4.2 Light strongly influenced seed germination in Melocactus zehntneri
Regarding the wavelengths, except for monochromatic blue light that reduced the germination percentage of M. zehntneri seeds (38%), all other wavelengths resulted in germination percentages between 61.0% and 62.0%. Except for monochromatic blue, all other LEDs tested in this study contained in their spectral composition, emission peaks in the red wavelength range, such as the monochromatic red LEDs, the red/blue LEDs, and the white LEDs. Red light seems to be the most important wavelength that accelerates, promotes, and increases the germination of seeds ofM. zehntneri seeds.
Red light is an important wavelength mediating seed germination. The photomorphogenic responses, which involve light receptors like phytochromes, control the plant development through the presence or absence of light, and also the information and interpretation of different wavelengths in the environment, which guides the most appropriate development, including seed germination (Kami et al. 2010; Neff et al. 2009).
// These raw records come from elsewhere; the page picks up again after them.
//! # Kernel Boot Code
//!
//! The code that runs between the bootloader's jump and the scheduler
//! handoff: validate the environment, convert the firmware memory map
//! through a scratch buffer on the boot stack, build the unsynchronised
//! memory manager, and morph into the scheduler.
//!
//! The entry binary (stack setup, linker script, target glue) lives with
//! the bootloader; it calls [`kernel_main`] with the environment pointer.

#![cfg_attr(not(any(test, doctest)), no_std)]
#![allow(unsafe_code)]
#![deny(unsafe_op_in_unsafe_fn)]

use core::mem::MaybeUninit;

use log::{LevelFilter, error, info};

use kernel_alloc::{BuildError, MemoryManager};
use kernel_info::boot::{ENVIRONMENT_LEAST_COMPATIBLE, Environment, EnvironmentV1};
use kernel_info::memory::MIN_KERNEL_STACK_SIZE;
use kernel_memory_regions::MemoryRegion;
use kernel_mmap::{FirmwareMapError, FirmwareMapView, KernelMemoryMap};
use kernel_qemu::QemuLogger;
use kernel_resource::{BadAlloc, MonotonicBuffer};

/// Capacity of the boot-stack scratch buffer the firmware map is converted
/// through. Bounds the number of firmware descriptors the kernel accepts.
const BOOT_SCRATCH_SIZE: usize = 64 * 1024;

/// Page-aligned scratch storage on the boot stack.
#[repr(align(4096))]
struct BootScratch([MaybeUninit<u8>; BOOT_SCRATCH_SIZE]);

/// Halt the boot processor.
pub fn trap() -> ! {
    #[cfg(target_arch = "x86_64")]
    unsafe {
        core::arch::asm!("ud2", options(noreturn))
    }
    #[cfg(not(target_arch = "x86_64"))]
    loop {
        core::hint::spin_loop();
    }
}

/// Memory management could not be brought up.
#[derive(Debug, thiserror::Error)]
enum SetupError {
    #[error(transparent)]
    FirmwareMap(#[from] FirmwareMapError),
    #[error("firmware memory map too large for the boot scratch buffer")]
    ScratchTooSmall,
    #[error(transparent)]
    Convert(#[from] BadAlloc),
    #[error(transparent)]
    Build(#[from] BuildError),
}

/// The kernel's Rust entry point.
///
/// # Safety
///
/// `env` must come from a bootloader honouring the environment ABI: when
/// the least compatible version is 1, `env.data` must reference a live
/// [`EnvironmentV1`] whose firmware map buffer is readable.
pub unsafe fn kernel_main(env: &Environment) -> ! {
    let _ = QemuLogger::new(LevelFilter::Info).init();

    if env.least_compatible_version != ENVIRONMENT_LEAST_COMPATIBLE {
        error!(
            "environment has incompatible version {}",
            env.least_compatible_version
        );
        trap();
    }
    // SAFETY: the version was just checked; the bootloader vouches for the
    // payload behind `data`.
    let env = unsafe { &*env.data.cast::<EnvironmentV1>() };

    if env.kernel_stack_region.size < MIN_KERNEL_STACK_SIZE {
        error!(
            "kernel stack too small: {} bytes",
            env.kernel_stack_region.size
        );
        trap();
    }

    // SAFETY: forwarded from our own caller contract.
    let manager = match unsafe { setup_memory_manager(env) } {
        Ok(manager) => manager,
        Err(err) => {
            error!("cannot set up memory management: {err}");
            trap();
        }
    };

    morph_into_scheduler(manager)
}

/// From the memory data in `env`, create the unsynchronised memory manager.
///
/// The firmware map is converted into kernel form through a scratch buffer
/// on the boot stack; the manager then rebuilds everything it keeps into
/// memory it carves for itself, so nothing outlives this frame but the
/// manager.
///
/// # Safety
///
/// The firmware map buffer described by `env.memmap` must be readable.
unsafe fn setup_memory_manager(env: &EnvironmentV1) -> Result<MemoryManager, SetupError> {
    // SAFETY: forwarded from the caller.
    let view = unsafe { FirmwareMapView::new(&env.memmap) }?;

    let conversion = KernelMemoryMap::max_conversion_request(&view);
    if conversion.size > BOOT_SCRATCH_SIZE {
        return Err(SetupError::ScratchTooSmall);
    }

    let mut scratch = BootScratch([MaybeUninit::uninit(); BOOT_SCRATCH_SIZE]);
    // SAFETY: the scratch array is exclusively ours and outlives the map
    // built from it.
    let scratch_resource = unsafe {
        MonotonicBuffer::new(MemoryRegion::new(
            scratch.0.as_mut_ptr() as usize,
            BOOT_SCRATCH_SIZE,
        ))
    };
    let memmap = KernelMemoryMap::from_firmware(&view, &scratch_resource)?;
    info!(
        "memory map: {} descriptors from {} firmware entries",
        memmap.len(),
        view.len()
    );

    let mut occupied = env.occupied_memory();
    occupied.sort_unstable_by_key(|region| region.base());

    Ok(MemoryManager::build(&memmap, &occupied)?)
}

/// Hand the boot context over to the scheduler, taking the memory manager
/// along.
///
/// The scheduler is not part of this repository; until it exists, the boot
/// processor parks here with memory management live.
fn morph_into_scheduler(manager: MemoryManager) -> ! {
    info!("memory management up: {manager:?}");
    loop {
        core::hint::spin_loop();
    }
}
Cho et al. (2012) also demonstrated that germination ofArabidopsis seeds is promoted by red light-enriched environments by the activation of Phytochrome B, which results in a gradual increase in the levels of gibberellins that trigger germination. Interestingly, different studies in Cactaceae species sought to correlate the presence of light with increasing GA3 in seeds due to germination gains with these treatments (Ortega-Baes and Rojas-Aréchiga, 2007). However, there was no strong evidence and no effectiveness of the application of external GA3 which leads to the release of a large number of seeds from dormancy in this plant family (Barrios et al. 2020). The percentage of germinated seeds under different treatments rarely exceeds the average values observed in the present study with M. zehntneri .
The monochromatic blue light substantially reduced the seed germination of M. zenhtnerii seeds. The reduction of seed germination in response to blue light is not exclusive to the family Cactaceae and it is frequently reported to inhibit the germination of dormant seeds in cultivated grasses (Hoang et al. 2013; Jacobsen et al. 2013). Some studies suggest that the interaction of blue light with cryptochrome 1 results in an increased concentration of Abscisic Acid (ABA) that inhibit germination (Barrero et al. 2014; Hofmann 2014).
The majority, if not all, Cactaceae species are positive photoblastic (Rojas-Aréchiga and Garcia-Morales, 2022). Flores et al. (2007) reported that from a total of 28 cactus species, all were considered positive photoblastic, and these authors also described the occurrence of secondary dormancy as a consequence of seed exposure to a period of darkness during germination. The same result was observed with M. zehntneri in the present study, in which light was necessary for seed germination and exposure of seeds to dark conditions, even for short periods (10, 20, and 30 DAS), significantly reduced the percentage of seed germination (Table 2). Interestingly, even after a short period of darkness (10 days), seeds are unable to germinate even after up to 12 months under the same light conditions that promote germination, with the acquisition of irreversible secondary dormancy.
Under light conditions, the percentage of germinated seeds of M. zehntneri was, on average, 40-60% (Magnani and Cardoso, 2022), showing their photoblastic positive response. Otherwise, 40-60% of seeds are not able to germinate under light conditions, suggesting another type of dormancy not directly associated with light. However, the studies carried out so far, even under light conditions and when applying other types of treatments to break seed dormancy, fail to indicate the main cause(s) of non-germination of seeds that remains dormant.